On Thu, Nov 4, 2010 at 12:07 PM, Richard Pyle deepreef@bishopmuseum.orgwrote:
This is an excellent example of something I have to deal with
occassionally,
and was going to be part of my never-sent post on dealing with
ambiguous
identifications. In the context of DwC, my feeling is that this taxon should be represented as "Erebia" in dwc:scientificName, and the two possible species epithets included in dwc:identificationRemarks.
But that's not the data.
I would argue that it's an *accurate* representation of the data, just not a completely *precise* representation. We all have data that cannot easily be represented in DwC (without resorting to some xxxxRemarks term) -- which is a necessary compromise of a practical data exchange system designed to work across highly heterogenous datasets.

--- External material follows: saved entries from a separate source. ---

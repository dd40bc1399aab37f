//! Application ports (traits) for external dependencies.
//!
//! ## Port Types
//!
//! - **Driven (Output) Ports**: called by the bootstrapper, implemented in
//!   `brisk-adapters`
//!   - `Filesystem`: directory and file provisioning
//!   - `EnvSource`: env-file parsing and external environment lookup
//!   - `LoggerFactory`: log sink installation
//!   - `RendererFactory`: renderer construction
//!
//! - **Driving Ports**: called by application handlers
//!   - `PageRenderer`: page rendering

pub mod output;

pub use output::{EnvSource, Filesystem, LoggerFactory, PageRenderer, RendererFactory};
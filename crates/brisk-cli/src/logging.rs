//! Tracing subscriber initialisation.
//!
//! Only the CLI crate is allowed to call [`init_logging`]; `brisk-core`
//! only *emits* spans and events, it never touches subscribers.
//!
//! Two kinds of output share one registry:
//!
//! - **Diagnostics** on stderr, filtered by the verbosity flags below.
//! - **Application sinks** (`brisk::info`, `brisk::error`) on the stream the
//!   command picks, built by `brisk_adapters::logging` and unaffected by
//!   `-v`/`-q`. Each sink is registered directly on the registry so the
//!   diagnostics filter never caps it.
//!
//! # Verbosity mapping
//!
//! | Flag(s)  | Filter level |
//! |----------|--------------|
//! | (none)   | WARN         |
//! | `-v`     | INFO         |
//! | `-vv`    | DEBUG        |
//! | `-vvv`   | TRACE        |
//! | `--quiet`| ERROR        |
//!
//! `RUST_LOG` overrides all of the above if set.

use std::io::IsTerminal as _;

use brisk_adapters::logging::{SinkStream, error_sink, info_sink};
use brisk_core::domain::{ERROR_TARGET, INFO_TARGET};
use tracing_subscriber::{EnvFilter, Layer, layer::SubscriberExt, util::SubscriberInitExt};

use crate::cli::GlobalArgs;

/// Initialise the global tracing subscriber.
///
/// Must be called exactly once, before any tracing macros fire.
pub fn init_logging(args: &GlobalArgs, sinks: SinkStream) -> anyhow::Result<()> {
    let filter = diagnostic_filter(
        std::env::var(EnvFilter::DEFAULT_ENV).ok().as_deref(),
        derive_level(args),
    );

    let use_ansi = !args.no_color && std::io::stderr().is_terminal();

    let diagnostics = tracing_subscriber::fmt::layer()
        .with_target(false)
        .with_thread_ids(false)
        .with_file(false)
        .with_line_number(false)
        .with_ansi(use_ansi)
        .with_writer(std::io::stderr)
        .with_filter(filter);

    tracing_subscriber::registry()
        .with(info_sink(sinks))
        .with(error_sink(sinks))
        .with(diagnostics)
        .try_init()
        .map_err(|e| anyhow::anyhow!("Failed to initialise tracing: {e}"))?;

    Ok(())
}

/// Filter for the stderr layer. The sink targets share the `brisk` prefix
/// and are switched off explicitly so they never print twice.
fn diagnostic_filter(rust_log: Option<&str>, level: &str) -> EnvFilter {
    let directives = match rust_log {
        Some(directives) if !directives.trim().is_empty() => directives.to_owned(),
        _ => format!("brisk={level},brisk_core={level},brisk_adapters={level},brisk_cli={level}"),
    };
    EnvFilter::new(format!("{directives},{INFO_TARGET}=off,{ERROR_TARGET}=off"))
}

/// Translate the verbosity counter + quiet flag to a level string.
fn derive_level(args: &GlobalArgs) -> &'static str {
    if args.quiet {
        return "error";
    }
    match args.verbose {
        0 => "warn",
        1 => "info",
        2 => "debug",
        _ => "trace",
    }
}
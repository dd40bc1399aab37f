//! Command handlers, one module per subcommand.

pub mod completions;
pub mod new;
pub mod render;
pub mod serve;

My interest in this conversation is largely to point out that I believe defensible collections management practices should drive informatics, not the other way around. I generally agree with the above, and I think we're all willing to make compromises for DWC. We expect to have to concatenate stuff, exclude details, and omit auxiliary data. Mangling taxon assertions to fit some data model is another thing altogether. Excluding the sticky parts is not an appropriate way of dealing with heterogeneous data.

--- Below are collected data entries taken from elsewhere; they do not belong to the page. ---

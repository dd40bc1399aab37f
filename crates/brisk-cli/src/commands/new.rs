//! Implementation of the `brisk new` command.
//!
//! Responsibility: prepare the target directory, run the bootstrap and report
//! the resulting layout. No business logic lives here.

use std::fs;
use std::path::Path;

use tracing::{debug, info, instrument};

use brisk_core::domain::{DirectorySet, ENV_FILE};

use crate::{
    cli::{EngineChoice, NewArgs},
    error::{CliError, CliResult, IntoCli},
    output::OutputManager,
};

/// Execute the `brisk new` command.
///
/// 1. Reject a path occupied by a regular file
/// 2. Seed `.env` with `RENDERER` when requested and the file is new
/// 3. Bootstrap the project
/// 4. Print the layout
#[instrument(skip_all, fields(path = %args.path.display()))]
pub fn execute(args: NewArgs, output: &OutputManager) -> CliResult<()> {
    let root = args.path.as_path();
    if root.exists() && !root.is_dir() {
        return Err(CliError::InvalidInput {
            message: format!("{} exists and is not a directory", root.display()),
            source: None,
        });
    }

    if let Some(engine) = args.renderer {
        if !seed_env_file(root, engine)? {
            output.warning(&format!(
                "{} already exists; RENDERER left unchanged",
                root.join(ENV_FILE).display()
            ))?;
        }
    }

    output.header(&format!("Bootstrapping {}...", root.display()))?;
    let framework = brisk_adapters::initialize(root, |_| ())?;
    let config = framework.config();

    info!(app = config.app_name(), renderer = %config.renderer(), "Project bootstrapped");

    output.success(&format!("Project '{}' is ready", config.app_name()))?;
    if !output.is_quiet() {
        output.print("")?;
        for name in DirectorySet::standard().names() {
            output.print(&format!("  {name}/"))?;
        }
        output.print(&format!("  {ENV_FILE}"))?;
        output.print("")?;
        output.info(&format!("Renderer: {}", config.renderer()))?;
        if !config.renderer().is_enabled() {
            output.print("  Set RENDERER=go or RENDERER=jet in .env to render pages")?;
        }
    }

    Ok(())
}

/// Write `RENDERER=<engine>` to a new `.env`. Returns `false` when an env
/// file already exists.
fn seed_env_file(root: &Path, engine: EngineChoice) -> CliResult<bool> {
    let env_path = root.join(ENV_FILE);
    if env_path.exists() {
        return Ok(false);
    }

    fs::create_dir_all(root)
        .with_cli_context(|| format!("failed to create {}", root.display()))?;
    fs::write(&env_path, format!("RENDERER={}\n", engine.as_str()))
        .with_cli_context(|| format!("failed to write {}", env_path.display()))?;

    debug!(path = %env_path.display(), renderer = engine.as_str(), "Env file seeded");
    Ok(true)
}

// ── Tests ─────────────────────────────────────────────────────────────────────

So I picked an easy example. Here's a slightly harder one: http://arctos.database.museum/guid/MVZ:Egg:2355.
Not harder at all. Two individuals (one identified as Pipilo aberti dumeticolus, and the other identified as Molothrus ater obscurus). Both are children of a parent Individual, which either doesn't have any taxon Idientification associated with it (if the object consists of the nest itself, as well as the eggs), or has an Identification of "Passeriformes" associated with it (if the nest itself is considered extraneous material, and the eggs are the real object of interest).
Fine: Not harder, but certainly less precise. Get a botanist interested in the grass in the nest and we're down to something like "Eukaryota." We can and should do better than that.
Maybe so, but there it is: http://data.gbif.org/occurrences/242032297/.
Well....I think this pushes (exceeds, really) the intended purpose of DwC. That it was picked up by GBIF is only a result of it having been presented by the content provider.
Excluding that would, I think, force you to exclude things like http://arctos.database.museum/guid/UAM:ES:3359 as well
- it's all from the same administrative unit.
Just because it's from the same administrative unit doesn't mean that it has be, or not be, considered within scope for DwC. I think a fossil is a legitimate within-scope record for DwC. The other information can, perhaps, be presented within the GeologicalContext class (or maybe not). But DwC is a data exchange system for information about organisms.
I don't have or want any control over what Curators enter - any scope-limiting filter will have to happen elsewhere.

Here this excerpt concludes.